In this bold challenge to conventional wisdom, Lisa Prevost strips away the quaint facades of these desirable towns to reveal the uglier impulses behind their proud allegiance to local control. These eye-opening stories illustrate the outrageous lengths to which town leaders and affluent residents will go to prohibit housing that might attract the "wrong" sort of people. Prevost takes readers to a rural second-home community that is so restrictive that its celebrity residents may soon outnumber its children, to a struggling fishing village as it rises up against farmworker housing open to Latino immigrants, and to a northern lake community that brazenly deems itself out of bounds to apartment dwellers.
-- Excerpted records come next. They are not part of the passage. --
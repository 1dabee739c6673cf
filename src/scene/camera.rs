//! Perspective camera

use glam::{Mat4, Vec3};

pub const DEFAULT_FOV_DEGREES: f32 = 75.0;
pub const DEFAULT_NEAR: f32 = 0.1;
pub const DEFAULT_FAR: f32 = 100.0;

/// A right-handed perspective camera.
///
/// Like most scene-graph cameras the projection is cached: changing
/// `aspect` (or any other lens parameter) has no effect on rendering until
/// `update_projection_matrix` is called.
#[derive(Debug, Clone)]
pub struct PerspectiveCamera {
    /// Vertical field of view in degrees
    pub fov: f32,
    pub aspect: f32,
    pub near: f32,
    pub far: f32,
    pub position: Vec3,
    pub up: Vec3,
    look_target: Vec3,
    projection: Mat4,
}

impl PerspectiveCamera {
    pub fn new(fov: f32, aspect: f32, near: f32, far: f32) -> Self {
        let mut camera = Self {
            fov,
            aspect,
            near,
            far,
            position: Vec3::ZERO,
            up: Vec3::Y,
            look_target: Vec3::NEG_Z,
            projection: Mat4::IDENTITY,
        };
        camera.update_projection_matrix();
        camera
    }

    /// Recompute the cached projection from the lens parameters
    pub fn update_projection_matrix(&mut self) {
        self.projection =
            Mat4::perspective_rh(self.fov.to_radians(), self.aspect, self.near, self.far);
    }

    /// Orient the camera towards `target`
    pub fn look_at(&mut self, target: Vec3) {
        self.look_target = target;
    }

    pub fn look_target(&self) -> Vec3 {
        self.look_target
    }

    /// Unit vector the camera is facing
    pub fn forward(&self) -> Vec3 {
        (self.look_target - self.position).normalize_or(Vec3::NEG_Z)
    }

    /// Camera-space +X and +Y axes expressed in world space
    pub fn right_and_up(&self) -> (Vec3, Vec3) {
        let forward = self.forward();
        let right = forward.cross(self.up).normalize_or(Vec3::X);
        let up = right.cross(forward);
        (right, up)
    }

    pub fn view_matrix(&self) -> Mat4 {
        Mat4::look_at_rh(self.position, self.look_target, self.up)
    }

    pub fn projection_matrix(&self) -> Mat4 {
        self.projection
    }

    pub fn view_projection(&self) -> Mat4 {
        self.projection * self.view_matrix()
    }
}

impl Default for PerspectiveCamera {
    fn default() -> Self {
        Self::new(DEFAULT_FOV_DEGREES, 1.0, DEFAULT_NEAR, DEFAULT_FAR)
    }
}
//! Test fixtures and helpers.
//!
//! Pre-built city layouts and fixed-point helpers for consistent testing.

use fixed::types::I32F32;

use smokestack_core::catalog::BuildingKind;
use smokestack_core::city::CityState;

/// Create a fixed-point number from an integer.
#[must_use]
pub fn fixed(n: i32) -> I32F32 {
    I32F32::from_num(n)
}

/// Create a fixed-point number from a float (for tests only).
///
/// Note: In real simulation code, never use floats.
/// This is only for convenient test setup.
#[must_use]
pub fn fixed_f(n: f64) -> I32F32 {
    I32F32::from_num(n)
}

/// An empty board with a large balance, for layouts that need room to build.
#[must_use]
pub fn rich_city() -> CityState {
    CityState::empty(fixed(100_000))
}

/// A powered factory town: enough houses for one factory, the factory,
/// and a 3-cell railroad snake hugging its right edge.
///
/// Placement order: houses, factory, railroads - so the factory activates
/// on the first allocation pass.
#[must_use]
pub fn factory_town() -> CityState {
    let mut city = rich_city();
    assert!(city.try_place(10, 10, BuildingKind::House));
    assert!(city.try_place(11, 10, BuildingKind::House));
    assert!(city.try_place(0, 0, BuildingKind::Factory));
    assert!(city.try_place(2, 0, BuildingKind::Railroad));
    assert!(city.try_place(2, 1, BuildingKind::Railroad));
    assert!(city.try_place(2, 2, BuildingKind::Railroad));
    city
}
From the blueberry barrens of Down East to the Gold Coast of Connecticut, these stories show how communities have seemingly cast aside the all-American credo of "opportunity for all" in favor of "I was here first."
Prevost links this "every town for itself" mentality to a host of regional afflictions, including a shrinking population of young adults, ugly sprawl, unbearable highway congestion, and widening disparities in income and educational achievement. "Snob Zones" warns that this pattern of exclusion is unsustainable and raises thought-provoking questions about what it means to be a community in post-recession America.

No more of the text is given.